The UNODC is right about this. As well as prohibiting production, supply and use of some drugs for non-medical purposes, the UN Single Convention on Narcotic Drugs also regulates production, supply and use of many of the same drugs for medical purposes. Half the world's opium is legally grown for this medical market, but with few if any of the negative consequences that we see in the equivalent prohibited market.

It is, however, unacceptable that neither the UN nor its member governments have meaningfully assessed these unintended consequences to establish whether they outweigh the intended consequences of the current system. The Alternative World Drug Report, a publication from the Count the Costs initiative, co-ordinated by Transform Drug Policy Foundation, for which I work, fills this gap. It details the full range of negative impacts resulting from choosing an enforcement-led approach. The report also describes the options for controlling drugs, including intensifying the war on drugs, maintaining the status quo, health-led approaches and legal state regulation and control.

It ends with a call on UN member states to count the costs of the war on drugs, and properly explore all alternatives that might deliver better outcomes – a call now backed by over 100 NGOs from across the globe.

This call is starting to have resonance worldwide.

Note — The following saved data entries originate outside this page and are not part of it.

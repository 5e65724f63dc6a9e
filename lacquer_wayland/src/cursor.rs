// Copyright 2026 the Lacquer Authors
// SPDX-License-Identifier: Apache-2.0 OR MIT

//! Pointer cursor appearance.
//!
//! When the compositor offers the cursor-shape protocol the shape is simply
//! named to it. Otherwise the cursor is drawn client-side: images come from
//! the XCursor theme named by `XCURSOR_THEME` at `XCURSOR_SIZE`, and each seat
//! gets its own cursor surface. Compositors reset the cursor whenever the
//! pointer enters a surface, so the current shape is re-applied on every
//! enter. Animated themed cursors are advanced once per loop iteration.

use lacquer_core::cursor::CursorShape;
use lacquer_core::error::{Error, ErrorKind};
use wayland_client::protocol::wl_compositor::WlCompositor;
use wayland_client::protocol::wl_pointer::WlPointer;
use wayland_client::protocol::wl_shm::WlShm;
use wayland_client::protocol::wl_surface::WlSurface;
use wayland_client::{Connection, QueueHandle};
use wayland_cursor::CursorTheme;
use wayland_protocols::wp::cursor_shape::v1::client::wp_cursor_shape_device_v1::Shape;
use wayland_protocols::wp::cursor_shape::v1::client::wp_cursor_shape_manager_v1::WpCursorShapeManagerV1;

use crate::context::State;
use crate::timer::{Instant, now};

/// Cursor size used when `XCURSOR_SIZE` is absent, unparsable, or zero.
pub const DEFAULT_CURSOR_SIZE: u32 = 24;

/// Resolves the cursor theme name and size from environment values.
fn theme_settings(
    xcursor_theme: Option<String>,
    gtk_theme: Option<String>,
    xcursor_size: Option<String>,
) -> (Option<String>, u32) {
    let theme = xcursor_theme
        .filter(|t| !t.is_empty())
        .or_else(|| gtk_theme.filter(|t| !t.is_empty()));
    let size = xcursor_size
        .and_then(|s| s.trim().parse::<u32>().ok())
        .filter(|&s| s > 0)
        .unwrap_or(DEFAULT_CURSOR_SIZE);
    (theme, size)
}

/// Per-seat cursor state.
#[derive(Debug)]
pub(crate) struct SeatCursor {
    shape: CursorShape,
    surface: Option<WlSurface>,
    serial: Option<u32>,
    started: Instant,
    frame: usize,
}

impl Default for SeatCursor {
    fn default() -> Self {
        Self {
            shape: CursorShape::Default,
            surface: None,
            serial: None,
            started: now(),
            frame: 0,
        }
    }
}

impl Drop for SeatCursor {
    fn drop(&mut self) {
        if let Some(surface) = self.surface.take() {
            surface.destroy();
        }
    }
}

/// How cursor shapes are applied.
pub(crate) enum CursorEngine {
    /// The compositor draws named shapes.
    Shape(WpCursorShapeManagerV1),
    /// Shapes are drawn from a client-side theme.
    Themed(CursorTheme),
    /// No theme could be loaded.
    Disabled,
}

impl std::fmt::Debug for CursorEngine {
    fn fmt(&self, f: &mut std::fmt::Formatter<'_>) -> std::fmt::Result {
        f.write_str(match self {
            Self::Shape(_) => "CursorEngine::Shape",
            Self::Themed(_) => "CursorEngine::Themed",
            Self::Disabled => "CursorEngine::Disabled",
        })
    }
}

impl CursorEngine {
    /// Picks the shape protocol if bound, else loads the environment theme.
    pub(crate) fn new(
        conn: &Connection,
        shm: &WlShm,
        shape_manager: Option<&WpCursorShapeManagerV1>,
    ) -> Self {
        if let Some(manager) = shape_manager {
            return Self::Shape(manager.clone());
        }
        let (theme, size) = theme_settings(
            std::env::var("XCURSOR_THEME").ok(),
            std::env::var("GTK_THEME").ok(),
            std::env::var("XCURSOR_SIZE").ok(),
        );
        let loaded = match theme.as_deref() {
            Some(name) => CursorTheme::load_from_name(conn, shm.clone(), name, size),
            None => CursorTheme::load(conn, shm.clone(), size),
        };
        match loaded {
            Ok(theme) => Self::Themed(theme),
            Err(err) => {
                tracing::warn!(%err, ?theme, size, "cursor theme unavailable");
                Self::Disabled
            }
        }
    }

    /// Changes the seat's shape and applies it if the pointer is over one of
    /// our surfaces.
    pub(crate) fn set_shape(
        &mut self,
        cursor: &mut SeatCursor,
        pointer: &WlPointer,
        shape: CursorShape,
        compositor: &WlCompositor,
        qh: &QueueHandle<State>,
    ) -> Result<(), Error> {
        if matches!(self, Self::Disabled) {
            return Err(ErrorKind::CURSOR_THEME.into());
        }
        if cursor.shape != shape {
            cursor.started = now();
            cursor.frame = 0;
        }
        cursor.shape = shape;
        match cursor.serial {
            Some(serial) => self.apply(cursor, pointer, serial, compositor, qh),
            None => Ok(()),
        }
    }

    /// Re-applies the seat's shape after a pointer enter.
    pub(crate) fn on_enter(
        &mut self,
        cursor: &mut SeatCursor,
        pointer: &WlPointer,
        serial: u32,
        compositor: &WlCompositor,
        qh: &QueueHandle<State>,
    ) {
        cursor.serial = Some(serial);
        if let Err(err) = self.apply(cursor, pointer, serial, compositor, qh) {
            tracing::debug!(%err, "cursor not applied");
        }
    }

    /// Forgets the enter serial once the pointer leaves our surfaces.
    pub(crate) fn on_leave(cursor: &mut SeatCursor) {
        cursor.serial = None;
    }

    fn apply(
        &mut self,
        cursor: &mut SeatCursor,
        pointer: &WlPointer,
        serial: u32,
        compositor: &WlCompositor,
        qh: &QueueHandle<State>,
    ) -> Result<(), Error> {
        match self {
            Self::Shape(manager) => {
                let device = manager.get_pointer(pointer, qh, ());
                match Shape::try_from(cursor.shape.protocol_index()) {
                    Ok(shape) => device.set_shape(serial, shape),
                    Err(()) => tracing::warn!(shape = ?cursor.shape, "shape unknown to compositor"),
                }
                device.destroy();
                Ok(())
            }
            Self::Themed(theme) => {
                let surface = cursor
                    .surface
                    .get_or_insert_with(|| compositor.create_surface(qh, ()))
                    .clone();
                let elapsed = now().seconds_since(cursor.started);
                let frame = attach_theme_frame(theme, cursor.shape, &surface, elapsed)?;
                cursor.frame = frame.index;
                pointer.set_cursor(serial, Some(&surface), frame.hotspot.0, frame.hotspot.1);
                Ok(())
            }
            Self::Disabled => Err(ErrorKind::CURSOR_THEME.into()),
        }
    }

    /// Advances animated themed cursors.
    pub(crate) fn animate(&mut self, cursor: &mut SeatCursor) {
        let Self::Themed(theme) = self else {
            return;
        };
        let (Some(surface), Some(_)) = (cursor.surface.as_ref(), cursor.serial) else {
            return;
        };
        let elapsed = now().seconds_since(cursor.started);
        let Some(index) = theme_frame_index(theme, cursor.shape, elapsed) else {
            return;
        };
        if index == cursor.frame {
            return;
        }
        if let Ok(frame) = attach_theme_frame(theme, cursor.shape, surface, elapsed) {
            cursor.frame = frame.index;
        }
    }
}

struct ThemeFrame {
    index: usize,
    hotspot: (i32, i32),
}

fn lookup<'a>(theme: &'a mut CursorTheme, shape: CursorShape) -> Option<&'a wayland_cursor::Cursor> {
    // Older themes only ship the underscore spelling.
    let legacy = shape.name().replace('-', "_");
    for name in [shape.name(), legacy.as_str(), CursorShape::Default.name(), "left_ptr"] {
        if theme.get_cursor(name).is_some() {
            return theme.get_cursor(name);
        }
    }
    None
}

#[expect(
    clippy::cast_possible_truncation,
    reason = "animation clocks wrap after 49 days"
)]
fn theme_frame_index(theme: &mut CursorTheme, shape: CursorShape, elapsed: f64) -> Option<usize> {
    let cursor = lookup(theme, shape)?;
    Some(cursor.frame_and_duration((elapsed * 1000.0) as u32).frame_index)
}

#[expect(
    clippy::cast_possible_truncation,
    reason = "animation clocks wrap after 49 days"
)]
fn attach_theme_frame(
    theme: &mut CursorTheme,
    shape: CursorShape,
    surface: &WlSurface,
    elapsed: f64,
) -> Result<ThemeFrame, Error> {
    let cursor = lookup(theme, shape).ok_or(ErrorKind::CURSOR_THEME)?;
    let index = cursor.frame_and_duration((elapsed * 1000.0) as u32).frame_index;
    let image = &cursor[index];
    let (width, height) = image.dimensions();
    let (hx, hy) = image.hotspot();
    surface.attach(Some(&**image), 0, 0);
    surface.damage(
        0,
        0,
        i32::try_from(width).unwrap_or(i32::MAX),
        i32::try_from(height).unwrap_or(i32::MAX),
    );
    surface.commit();
    Ok(ThemeFrame {
        index,
        hotspot: (
            i32::try_from(hx).unwrap_or(0),
            i32::try_from(hy).unwrap_or(0),
        ),
    })
}

#[cfg(test)]
mod tests {
    use super::{DEFAULT_CURSOR_SIZE, theme_settings};

    fn s(v: &str) -> Option<String> {
        Some(v.to_owned())
    }

    #[test]
    fn size_defaults_when_absent_zero_or_garbage() {
        assert_eq!(theme_settings(None, None, None).1, DEFAULT_CURSOR_SIZE);
        assert_eq!(theme_settings(None, None, s("0")).1, DEFAULT_CURSOR_SIZE);
        assert_eq!(theme_settings(None, None, s("big")).1, DEFAULT_CURSOR_SIZE);
        assert_eq!(theme_settings(None, None, s(" 48 ")).1, 48);
    }

    #[test]
    fn xcursor_theme_wins_over_gtk_theme() {
        assert_eq!(
            theme_settings(s("Adwaita"), s("Breeze"), None).0.as_deref(),
            Some("Adwaita")
        );
        assert_eq!(
            theme_settings(s(""), s("Breeze"), None).0.as_deref(),
            Some("Breeze")
        );
        assert_eq!(theme_settings(None, None, None).0, None);
    }
}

In April, the summit of the Organisation of American States (OAS), committed to conduct the first ever official review of all policy options in the region. During discussions, President Obama said: "I think it is entirely legitimate to have a conversation about whether the laws in place are ones that are doing more harm than good in certain places." He had earlier said that he considered legalisation an "entirely legitimate topic for debate".

Meanwhile, the UK does not even having an evaluation framework to assess the efficacy of its current drug strategy, let alone a system to assess possible alternatives. As the home affairs select committee progresses toward the completion of its current evidence sessions, inquiring into UK drug policy, it is more important than ever that it calls for a comprehensive evidence-based review of all policy options.

Successive governments are spending our hard-earned cash on a prohibition-based approach that at the least is causing and exacerbating significant harms. In all likelihood it is, as Obama says, causing more harm than good. The "war on drugs" is a policy choice. There are other options that, at the very least, should be debated and explored using the best possible evidence. For the sake of their citizens, all UN member states have a duty to make sure that now happens.